Problem details: Work out how many lines in the data hold the word "failing", and reply with that number only.

====

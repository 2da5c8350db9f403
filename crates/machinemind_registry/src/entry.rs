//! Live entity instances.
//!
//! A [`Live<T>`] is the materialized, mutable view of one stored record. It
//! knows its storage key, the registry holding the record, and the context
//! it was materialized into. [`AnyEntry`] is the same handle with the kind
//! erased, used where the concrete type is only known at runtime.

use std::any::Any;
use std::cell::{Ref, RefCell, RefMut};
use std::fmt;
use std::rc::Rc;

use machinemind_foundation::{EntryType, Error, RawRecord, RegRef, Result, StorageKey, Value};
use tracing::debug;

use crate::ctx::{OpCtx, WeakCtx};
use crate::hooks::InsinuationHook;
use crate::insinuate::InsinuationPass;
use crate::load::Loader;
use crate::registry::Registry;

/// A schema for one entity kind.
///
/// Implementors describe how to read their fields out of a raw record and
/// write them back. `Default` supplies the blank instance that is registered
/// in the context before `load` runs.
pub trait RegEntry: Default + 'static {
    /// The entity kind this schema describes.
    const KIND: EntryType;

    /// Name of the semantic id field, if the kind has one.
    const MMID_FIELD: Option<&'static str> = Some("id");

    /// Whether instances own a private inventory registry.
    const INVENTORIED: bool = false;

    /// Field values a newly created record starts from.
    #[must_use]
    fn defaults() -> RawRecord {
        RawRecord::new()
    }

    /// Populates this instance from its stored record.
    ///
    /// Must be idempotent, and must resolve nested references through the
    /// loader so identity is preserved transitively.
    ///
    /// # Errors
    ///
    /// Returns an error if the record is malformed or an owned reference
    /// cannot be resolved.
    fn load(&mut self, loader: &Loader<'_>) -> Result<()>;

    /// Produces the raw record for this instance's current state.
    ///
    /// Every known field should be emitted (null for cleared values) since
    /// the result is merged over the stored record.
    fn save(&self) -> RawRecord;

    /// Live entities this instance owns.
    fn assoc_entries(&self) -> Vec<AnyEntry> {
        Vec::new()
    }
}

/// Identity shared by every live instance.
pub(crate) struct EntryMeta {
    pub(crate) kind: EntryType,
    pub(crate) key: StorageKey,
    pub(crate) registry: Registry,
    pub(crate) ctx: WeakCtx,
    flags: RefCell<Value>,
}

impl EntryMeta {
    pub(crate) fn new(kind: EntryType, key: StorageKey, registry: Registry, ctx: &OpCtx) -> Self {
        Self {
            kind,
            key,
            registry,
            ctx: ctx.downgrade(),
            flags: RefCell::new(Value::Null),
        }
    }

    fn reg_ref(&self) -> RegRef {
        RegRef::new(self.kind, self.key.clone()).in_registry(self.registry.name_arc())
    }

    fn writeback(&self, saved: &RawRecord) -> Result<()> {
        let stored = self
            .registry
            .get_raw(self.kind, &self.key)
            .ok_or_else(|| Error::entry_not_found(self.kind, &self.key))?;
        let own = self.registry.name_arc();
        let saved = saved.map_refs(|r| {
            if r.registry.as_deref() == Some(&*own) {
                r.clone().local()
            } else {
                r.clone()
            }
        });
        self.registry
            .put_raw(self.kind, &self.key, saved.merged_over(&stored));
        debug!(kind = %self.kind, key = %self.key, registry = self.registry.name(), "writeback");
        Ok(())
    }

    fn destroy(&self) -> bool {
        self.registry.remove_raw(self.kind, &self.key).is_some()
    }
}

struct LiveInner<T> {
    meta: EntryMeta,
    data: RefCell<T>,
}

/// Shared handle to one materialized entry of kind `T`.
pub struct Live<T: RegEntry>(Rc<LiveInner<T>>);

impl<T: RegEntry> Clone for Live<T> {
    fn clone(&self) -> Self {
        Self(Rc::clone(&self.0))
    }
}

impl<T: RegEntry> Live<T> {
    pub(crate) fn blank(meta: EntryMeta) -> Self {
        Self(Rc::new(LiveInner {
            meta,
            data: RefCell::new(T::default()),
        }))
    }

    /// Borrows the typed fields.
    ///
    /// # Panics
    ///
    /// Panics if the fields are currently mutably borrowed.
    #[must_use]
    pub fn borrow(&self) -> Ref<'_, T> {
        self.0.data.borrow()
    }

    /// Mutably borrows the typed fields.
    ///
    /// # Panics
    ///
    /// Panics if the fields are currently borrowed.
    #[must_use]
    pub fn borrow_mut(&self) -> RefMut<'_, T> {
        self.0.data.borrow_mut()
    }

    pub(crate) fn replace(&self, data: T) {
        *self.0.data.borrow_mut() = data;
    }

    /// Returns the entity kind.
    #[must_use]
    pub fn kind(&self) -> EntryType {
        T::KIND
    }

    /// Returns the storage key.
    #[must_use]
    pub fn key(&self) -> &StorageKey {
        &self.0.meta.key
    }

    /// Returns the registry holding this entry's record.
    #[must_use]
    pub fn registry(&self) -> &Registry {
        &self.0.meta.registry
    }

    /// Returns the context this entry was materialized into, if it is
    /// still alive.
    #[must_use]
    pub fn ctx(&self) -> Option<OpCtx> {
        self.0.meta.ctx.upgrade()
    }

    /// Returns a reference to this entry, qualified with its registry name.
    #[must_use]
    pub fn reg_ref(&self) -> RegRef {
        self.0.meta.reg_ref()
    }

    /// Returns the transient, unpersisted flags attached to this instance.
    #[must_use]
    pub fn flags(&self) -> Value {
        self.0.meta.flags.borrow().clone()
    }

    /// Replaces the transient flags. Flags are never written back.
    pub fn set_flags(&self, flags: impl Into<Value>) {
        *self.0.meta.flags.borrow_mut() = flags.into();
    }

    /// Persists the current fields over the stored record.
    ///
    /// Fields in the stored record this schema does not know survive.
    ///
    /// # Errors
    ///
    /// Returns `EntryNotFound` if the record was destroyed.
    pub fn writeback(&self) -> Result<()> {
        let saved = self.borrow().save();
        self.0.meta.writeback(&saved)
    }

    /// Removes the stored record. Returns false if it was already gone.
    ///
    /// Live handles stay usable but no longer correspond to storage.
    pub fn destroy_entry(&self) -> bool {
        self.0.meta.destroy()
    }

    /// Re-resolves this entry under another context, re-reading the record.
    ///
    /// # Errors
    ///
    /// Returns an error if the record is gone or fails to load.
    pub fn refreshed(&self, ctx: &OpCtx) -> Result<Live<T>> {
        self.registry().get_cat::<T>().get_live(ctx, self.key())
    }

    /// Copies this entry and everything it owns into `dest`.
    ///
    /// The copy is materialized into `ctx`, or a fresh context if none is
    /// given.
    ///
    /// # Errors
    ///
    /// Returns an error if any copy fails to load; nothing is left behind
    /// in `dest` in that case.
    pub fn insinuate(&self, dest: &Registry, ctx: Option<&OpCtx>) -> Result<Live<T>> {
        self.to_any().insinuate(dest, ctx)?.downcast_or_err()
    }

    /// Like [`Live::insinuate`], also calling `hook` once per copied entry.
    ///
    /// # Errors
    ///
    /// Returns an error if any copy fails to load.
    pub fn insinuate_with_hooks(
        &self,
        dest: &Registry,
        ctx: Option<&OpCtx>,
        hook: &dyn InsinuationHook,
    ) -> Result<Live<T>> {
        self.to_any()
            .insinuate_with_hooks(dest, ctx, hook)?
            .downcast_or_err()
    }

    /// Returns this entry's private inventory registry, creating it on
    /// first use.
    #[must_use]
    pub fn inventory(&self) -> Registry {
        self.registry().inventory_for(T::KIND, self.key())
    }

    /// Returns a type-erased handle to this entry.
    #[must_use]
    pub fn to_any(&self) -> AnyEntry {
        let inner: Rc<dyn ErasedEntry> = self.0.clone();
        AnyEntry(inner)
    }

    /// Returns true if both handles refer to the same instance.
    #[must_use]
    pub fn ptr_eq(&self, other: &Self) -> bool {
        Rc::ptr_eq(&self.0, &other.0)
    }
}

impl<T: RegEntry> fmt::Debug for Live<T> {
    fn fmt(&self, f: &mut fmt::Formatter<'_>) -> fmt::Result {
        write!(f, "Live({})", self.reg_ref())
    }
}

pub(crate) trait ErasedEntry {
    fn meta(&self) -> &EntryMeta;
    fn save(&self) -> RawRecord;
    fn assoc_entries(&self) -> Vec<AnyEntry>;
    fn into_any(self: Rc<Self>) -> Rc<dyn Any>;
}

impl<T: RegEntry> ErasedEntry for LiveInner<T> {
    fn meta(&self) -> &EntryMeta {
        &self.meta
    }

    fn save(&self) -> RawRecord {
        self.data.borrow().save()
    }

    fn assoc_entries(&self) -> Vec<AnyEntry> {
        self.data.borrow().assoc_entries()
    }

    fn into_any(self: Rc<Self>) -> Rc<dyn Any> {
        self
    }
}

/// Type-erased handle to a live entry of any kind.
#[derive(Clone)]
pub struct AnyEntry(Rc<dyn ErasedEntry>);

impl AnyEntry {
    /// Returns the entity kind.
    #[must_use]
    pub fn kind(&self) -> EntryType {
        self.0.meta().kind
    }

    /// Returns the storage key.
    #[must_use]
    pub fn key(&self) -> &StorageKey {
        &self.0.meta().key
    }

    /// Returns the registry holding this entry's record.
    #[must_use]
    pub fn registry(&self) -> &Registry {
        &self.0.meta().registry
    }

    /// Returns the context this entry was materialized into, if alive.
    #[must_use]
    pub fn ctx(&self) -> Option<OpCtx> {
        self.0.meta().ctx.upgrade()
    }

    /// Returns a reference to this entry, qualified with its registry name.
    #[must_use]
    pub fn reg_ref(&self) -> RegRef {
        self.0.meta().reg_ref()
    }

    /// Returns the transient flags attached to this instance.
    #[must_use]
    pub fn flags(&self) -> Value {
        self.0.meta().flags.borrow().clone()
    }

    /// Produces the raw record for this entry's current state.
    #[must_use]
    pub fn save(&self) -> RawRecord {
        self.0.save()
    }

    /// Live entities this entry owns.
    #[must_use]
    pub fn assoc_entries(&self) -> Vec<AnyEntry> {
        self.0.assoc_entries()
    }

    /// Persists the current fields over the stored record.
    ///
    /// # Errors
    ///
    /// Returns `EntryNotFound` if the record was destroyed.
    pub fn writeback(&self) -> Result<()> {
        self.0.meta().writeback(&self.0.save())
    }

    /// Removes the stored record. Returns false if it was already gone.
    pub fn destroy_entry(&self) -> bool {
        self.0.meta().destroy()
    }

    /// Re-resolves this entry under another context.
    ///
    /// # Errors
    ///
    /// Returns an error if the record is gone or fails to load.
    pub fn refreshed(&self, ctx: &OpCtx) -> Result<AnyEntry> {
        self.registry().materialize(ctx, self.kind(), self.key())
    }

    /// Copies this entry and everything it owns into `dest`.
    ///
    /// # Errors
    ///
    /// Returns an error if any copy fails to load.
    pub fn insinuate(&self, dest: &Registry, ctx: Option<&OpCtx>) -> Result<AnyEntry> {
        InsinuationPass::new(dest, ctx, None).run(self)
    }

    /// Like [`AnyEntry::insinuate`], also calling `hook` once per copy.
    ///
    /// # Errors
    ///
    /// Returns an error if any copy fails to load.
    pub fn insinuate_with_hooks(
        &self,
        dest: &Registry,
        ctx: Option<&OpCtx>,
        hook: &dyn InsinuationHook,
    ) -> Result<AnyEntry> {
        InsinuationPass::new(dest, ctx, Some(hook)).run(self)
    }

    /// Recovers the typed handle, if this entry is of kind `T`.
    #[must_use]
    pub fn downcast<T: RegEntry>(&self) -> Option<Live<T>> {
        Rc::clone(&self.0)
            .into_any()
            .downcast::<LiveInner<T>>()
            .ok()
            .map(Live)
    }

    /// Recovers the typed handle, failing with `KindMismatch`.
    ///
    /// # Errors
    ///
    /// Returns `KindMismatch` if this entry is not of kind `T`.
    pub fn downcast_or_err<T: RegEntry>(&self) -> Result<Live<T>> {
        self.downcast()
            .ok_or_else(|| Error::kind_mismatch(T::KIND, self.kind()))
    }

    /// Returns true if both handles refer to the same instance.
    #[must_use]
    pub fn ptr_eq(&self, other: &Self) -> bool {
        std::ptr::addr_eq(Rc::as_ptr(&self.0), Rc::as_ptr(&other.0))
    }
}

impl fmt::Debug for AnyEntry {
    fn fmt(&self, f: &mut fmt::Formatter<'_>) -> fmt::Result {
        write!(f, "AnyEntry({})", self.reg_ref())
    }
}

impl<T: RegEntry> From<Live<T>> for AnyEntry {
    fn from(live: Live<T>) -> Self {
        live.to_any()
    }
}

====

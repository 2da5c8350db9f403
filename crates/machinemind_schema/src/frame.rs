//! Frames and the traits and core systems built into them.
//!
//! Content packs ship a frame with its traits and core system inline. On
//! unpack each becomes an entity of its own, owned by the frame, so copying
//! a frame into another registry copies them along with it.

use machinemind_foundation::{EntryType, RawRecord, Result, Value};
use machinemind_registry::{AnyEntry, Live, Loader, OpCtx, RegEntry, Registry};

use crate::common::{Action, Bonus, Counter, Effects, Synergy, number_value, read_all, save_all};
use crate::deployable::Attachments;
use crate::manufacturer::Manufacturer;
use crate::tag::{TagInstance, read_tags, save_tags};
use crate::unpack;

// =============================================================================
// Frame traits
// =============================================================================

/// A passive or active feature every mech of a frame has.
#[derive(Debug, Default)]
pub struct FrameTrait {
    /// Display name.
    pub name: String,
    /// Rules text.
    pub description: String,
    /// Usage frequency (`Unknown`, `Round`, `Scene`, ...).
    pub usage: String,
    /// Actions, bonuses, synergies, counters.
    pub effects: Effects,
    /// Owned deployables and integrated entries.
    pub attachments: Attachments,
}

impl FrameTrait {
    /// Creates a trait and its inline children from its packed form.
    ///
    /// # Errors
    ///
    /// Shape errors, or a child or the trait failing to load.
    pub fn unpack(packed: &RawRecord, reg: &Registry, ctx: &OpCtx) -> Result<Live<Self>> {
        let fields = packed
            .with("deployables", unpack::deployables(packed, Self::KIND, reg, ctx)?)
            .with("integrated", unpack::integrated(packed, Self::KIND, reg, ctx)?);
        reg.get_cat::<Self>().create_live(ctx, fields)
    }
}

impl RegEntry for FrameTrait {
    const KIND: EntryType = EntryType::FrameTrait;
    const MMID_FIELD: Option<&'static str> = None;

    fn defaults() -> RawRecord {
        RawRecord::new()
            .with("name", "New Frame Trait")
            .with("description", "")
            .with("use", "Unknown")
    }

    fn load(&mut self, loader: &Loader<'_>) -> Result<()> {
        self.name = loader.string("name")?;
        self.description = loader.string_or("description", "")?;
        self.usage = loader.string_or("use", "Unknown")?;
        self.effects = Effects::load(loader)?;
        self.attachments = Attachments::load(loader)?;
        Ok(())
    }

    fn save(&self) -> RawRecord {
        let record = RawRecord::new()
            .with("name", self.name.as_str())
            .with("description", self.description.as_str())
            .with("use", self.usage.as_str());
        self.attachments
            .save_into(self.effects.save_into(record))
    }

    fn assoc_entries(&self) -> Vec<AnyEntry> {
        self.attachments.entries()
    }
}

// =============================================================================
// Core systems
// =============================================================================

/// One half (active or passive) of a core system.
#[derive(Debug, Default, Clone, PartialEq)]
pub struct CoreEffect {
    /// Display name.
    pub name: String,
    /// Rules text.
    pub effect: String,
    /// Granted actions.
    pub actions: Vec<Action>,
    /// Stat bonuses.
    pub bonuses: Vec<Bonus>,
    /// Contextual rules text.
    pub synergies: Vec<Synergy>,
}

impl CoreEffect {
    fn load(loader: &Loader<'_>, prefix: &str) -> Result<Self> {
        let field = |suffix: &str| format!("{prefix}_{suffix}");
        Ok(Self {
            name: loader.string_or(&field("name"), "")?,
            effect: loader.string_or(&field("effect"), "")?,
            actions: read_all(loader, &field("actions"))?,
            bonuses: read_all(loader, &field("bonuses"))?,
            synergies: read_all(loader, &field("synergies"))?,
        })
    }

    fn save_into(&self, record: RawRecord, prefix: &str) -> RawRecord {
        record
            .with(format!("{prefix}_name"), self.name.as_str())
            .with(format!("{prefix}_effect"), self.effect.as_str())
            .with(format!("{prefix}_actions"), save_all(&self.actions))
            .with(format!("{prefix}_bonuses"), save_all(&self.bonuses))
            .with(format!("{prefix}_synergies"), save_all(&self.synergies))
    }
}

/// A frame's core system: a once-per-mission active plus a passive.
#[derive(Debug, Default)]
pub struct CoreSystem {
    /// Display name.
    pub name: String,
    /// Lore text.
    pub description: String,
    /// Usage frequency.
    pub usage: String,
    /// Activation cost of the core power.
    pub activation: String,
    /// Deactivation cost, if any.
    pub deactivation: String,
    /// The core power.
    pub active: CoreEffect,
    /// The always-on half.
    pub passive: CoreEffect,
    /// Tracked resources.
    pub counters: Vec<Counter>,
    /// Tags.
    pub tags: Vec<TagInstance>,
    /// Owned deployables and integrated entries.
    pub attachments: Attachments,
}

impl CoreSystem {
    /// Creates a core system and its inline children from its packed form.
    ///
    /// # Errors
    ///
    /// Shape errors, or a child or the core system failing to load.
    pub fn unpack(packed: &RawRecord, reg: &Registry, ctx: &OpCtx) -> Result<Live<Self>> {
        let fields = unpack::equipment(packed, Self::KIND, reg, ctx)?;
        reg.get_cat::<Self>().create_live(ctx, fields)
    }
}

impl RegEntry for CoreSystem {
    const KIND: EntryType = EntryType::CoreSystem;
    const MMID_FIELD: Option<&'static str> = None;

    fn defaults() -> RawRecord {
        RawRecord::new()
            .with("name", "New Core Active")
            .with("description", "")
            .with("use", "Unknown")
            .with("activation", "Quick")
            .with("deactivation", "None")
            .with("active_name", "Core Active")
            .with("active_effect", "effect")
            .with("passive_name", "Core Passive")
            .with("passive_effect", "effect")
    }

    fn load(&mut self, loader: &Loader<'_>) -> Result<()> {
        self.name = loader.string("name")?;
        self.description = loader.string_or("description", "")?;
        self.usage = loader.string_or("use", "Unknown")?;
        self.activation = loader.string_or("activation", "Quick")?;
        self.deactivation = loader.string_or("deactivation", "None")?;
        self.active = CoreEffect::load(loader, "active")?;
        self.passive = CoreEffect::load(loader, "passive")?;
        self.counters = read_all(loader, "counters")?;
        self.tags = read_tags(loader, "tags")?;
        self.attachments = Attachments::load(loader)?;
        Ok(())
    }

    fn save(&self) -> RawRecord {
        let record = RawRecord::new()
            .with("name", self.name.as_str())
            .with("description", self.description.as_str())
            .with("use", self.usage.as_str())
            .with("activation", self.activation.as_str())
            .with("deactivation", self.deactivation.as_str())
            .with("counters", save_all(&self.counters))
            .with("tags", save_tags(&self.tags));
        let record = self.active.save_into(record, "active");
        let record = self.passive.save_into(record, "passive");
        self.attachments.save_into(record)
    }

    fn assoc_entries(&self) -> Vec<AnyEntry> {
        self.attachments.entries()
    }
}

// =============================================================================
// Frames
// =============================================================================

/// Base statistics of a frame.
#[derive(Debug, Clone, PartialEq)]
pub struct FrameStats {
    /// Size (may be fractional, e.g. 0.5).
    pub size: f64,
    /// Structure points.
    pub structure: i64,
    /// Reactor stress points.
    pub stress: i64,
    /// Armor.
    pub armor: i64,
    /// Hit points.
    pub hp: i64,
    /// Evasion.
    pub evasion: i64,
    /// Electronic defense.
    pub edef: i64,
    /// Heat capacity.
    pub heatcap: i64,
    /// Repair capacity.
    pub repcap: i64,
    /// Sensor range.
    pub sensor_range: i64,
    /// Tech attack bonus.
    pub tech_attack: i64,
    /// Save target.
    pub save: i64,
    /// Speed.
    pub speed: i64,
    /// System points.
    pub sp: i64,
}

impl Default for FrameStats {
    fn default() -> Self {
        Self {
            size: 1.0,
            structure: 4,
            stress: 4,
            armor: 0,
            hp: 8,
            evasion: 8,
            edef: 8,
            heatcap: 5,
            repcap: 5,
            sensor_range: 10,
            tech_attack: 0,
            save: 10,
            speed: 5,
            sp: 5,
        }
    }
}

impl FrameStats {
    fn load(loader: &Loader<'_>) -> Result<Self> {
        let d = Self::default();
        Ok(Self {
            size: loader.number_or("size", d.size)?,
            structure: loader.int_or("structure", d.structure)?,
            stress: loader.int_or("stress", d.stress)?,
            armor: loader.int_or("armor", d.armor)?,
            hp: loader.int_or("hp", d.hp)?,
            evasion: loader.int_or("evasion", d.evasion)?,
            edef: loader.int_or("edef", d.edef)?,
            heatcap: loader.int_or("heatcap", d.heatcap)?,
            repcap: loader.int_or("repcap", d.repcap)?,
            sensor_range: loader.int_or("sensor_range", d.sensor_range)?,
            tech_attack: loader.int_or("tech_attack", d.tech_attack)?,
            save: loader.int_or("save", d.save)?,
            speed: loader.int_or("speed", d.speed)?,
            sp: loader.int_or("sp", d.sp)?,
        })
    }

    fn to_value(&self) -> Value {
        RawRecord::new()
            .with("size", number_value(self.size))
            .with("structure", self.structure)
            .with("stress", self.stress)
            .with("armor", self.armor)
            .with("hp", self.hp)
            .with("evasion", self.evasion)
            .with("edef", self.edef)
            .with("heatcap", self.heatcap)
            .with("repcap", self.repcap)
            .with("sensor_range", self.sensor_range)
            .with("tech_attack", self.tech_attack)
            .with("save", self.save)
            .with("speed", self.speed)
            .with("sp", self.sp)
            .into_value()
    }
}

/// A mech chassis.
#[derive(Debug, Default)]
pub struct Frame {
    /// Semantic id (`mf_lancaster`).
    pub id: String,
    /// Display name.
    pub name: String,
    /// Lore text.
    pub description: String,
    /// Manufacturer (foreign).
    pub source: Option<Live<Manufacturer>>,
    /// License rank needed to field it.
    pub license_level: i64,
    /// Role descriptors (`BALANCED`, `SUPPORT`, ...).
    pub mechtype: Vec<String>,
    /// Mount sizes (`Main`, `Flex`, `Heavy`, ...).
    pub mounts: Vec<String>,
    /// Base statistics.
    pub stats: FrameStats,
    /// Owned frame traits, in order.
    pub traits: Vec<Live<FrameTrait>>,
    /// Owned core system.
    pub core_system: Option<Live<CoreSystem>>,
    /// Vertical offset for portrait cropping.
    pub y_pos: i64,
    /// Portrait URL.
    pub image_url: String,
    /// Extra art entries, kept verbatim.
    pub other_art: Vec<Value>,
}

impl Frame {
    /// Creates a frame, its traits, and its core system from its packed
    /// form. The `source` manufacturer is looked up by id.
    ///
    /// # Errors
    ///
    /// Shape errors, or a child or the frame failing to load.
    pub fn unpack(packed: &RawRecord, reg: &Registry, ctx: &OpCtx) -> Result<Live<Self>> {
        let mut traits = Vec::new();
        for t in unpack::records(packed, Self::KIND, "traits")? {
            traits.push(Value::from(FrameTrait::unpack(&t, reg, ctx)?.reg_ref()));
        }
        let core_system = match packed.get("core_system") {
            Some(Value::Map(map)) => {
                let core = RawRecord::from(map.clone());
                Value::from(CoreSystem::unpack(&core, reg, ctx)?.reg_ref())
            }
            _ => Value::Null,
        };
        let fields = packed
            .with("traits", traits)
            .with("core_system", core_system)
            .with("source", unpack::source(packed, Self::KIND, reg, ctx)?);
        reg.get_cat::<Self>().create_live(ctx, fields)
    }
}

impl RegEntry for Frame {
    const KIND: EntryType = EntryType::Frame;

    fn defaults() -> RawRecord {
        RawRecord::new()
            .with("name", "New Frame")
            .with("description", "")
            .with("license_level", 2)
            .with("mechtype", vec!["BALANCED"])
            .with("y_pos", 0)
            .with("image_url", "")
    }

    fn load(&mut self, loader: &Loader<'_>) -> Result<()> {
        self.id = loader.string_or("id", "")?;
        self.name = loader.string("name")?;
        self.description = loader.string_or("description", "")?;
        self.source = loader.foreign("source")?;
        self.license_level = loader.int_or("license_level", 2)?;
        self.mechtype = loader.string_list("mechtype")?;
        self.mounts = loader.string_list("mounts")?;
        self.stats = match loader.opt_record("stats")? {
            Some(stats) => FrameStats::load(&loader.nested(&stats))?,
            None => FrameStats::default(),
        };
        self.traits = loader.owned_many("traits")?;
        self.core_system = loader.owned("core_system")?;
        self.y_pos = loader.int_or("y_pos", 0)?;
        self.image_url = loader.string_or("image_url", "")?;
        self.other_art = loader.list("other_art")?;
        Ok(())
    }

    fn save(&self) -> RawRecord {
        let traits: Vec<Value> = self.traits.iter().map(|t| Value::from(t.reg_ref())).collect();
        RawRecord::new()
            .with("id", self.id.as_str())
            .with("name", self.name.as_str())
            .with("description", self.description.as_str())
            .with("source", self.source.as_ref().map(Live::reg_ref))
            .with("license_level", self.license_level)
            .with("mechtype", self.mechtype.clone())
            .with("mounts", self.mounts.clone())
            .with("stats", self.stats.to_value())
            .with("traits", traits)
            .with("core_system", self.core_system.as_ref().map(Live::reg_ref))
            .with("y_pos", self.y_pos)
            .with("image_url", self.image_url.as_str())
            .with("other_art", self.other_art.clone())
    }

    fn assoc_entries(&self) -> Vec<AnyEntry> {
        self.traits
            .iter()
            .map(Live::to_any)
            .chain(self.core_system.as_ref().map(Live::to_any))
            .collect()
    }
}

====

Response area: 4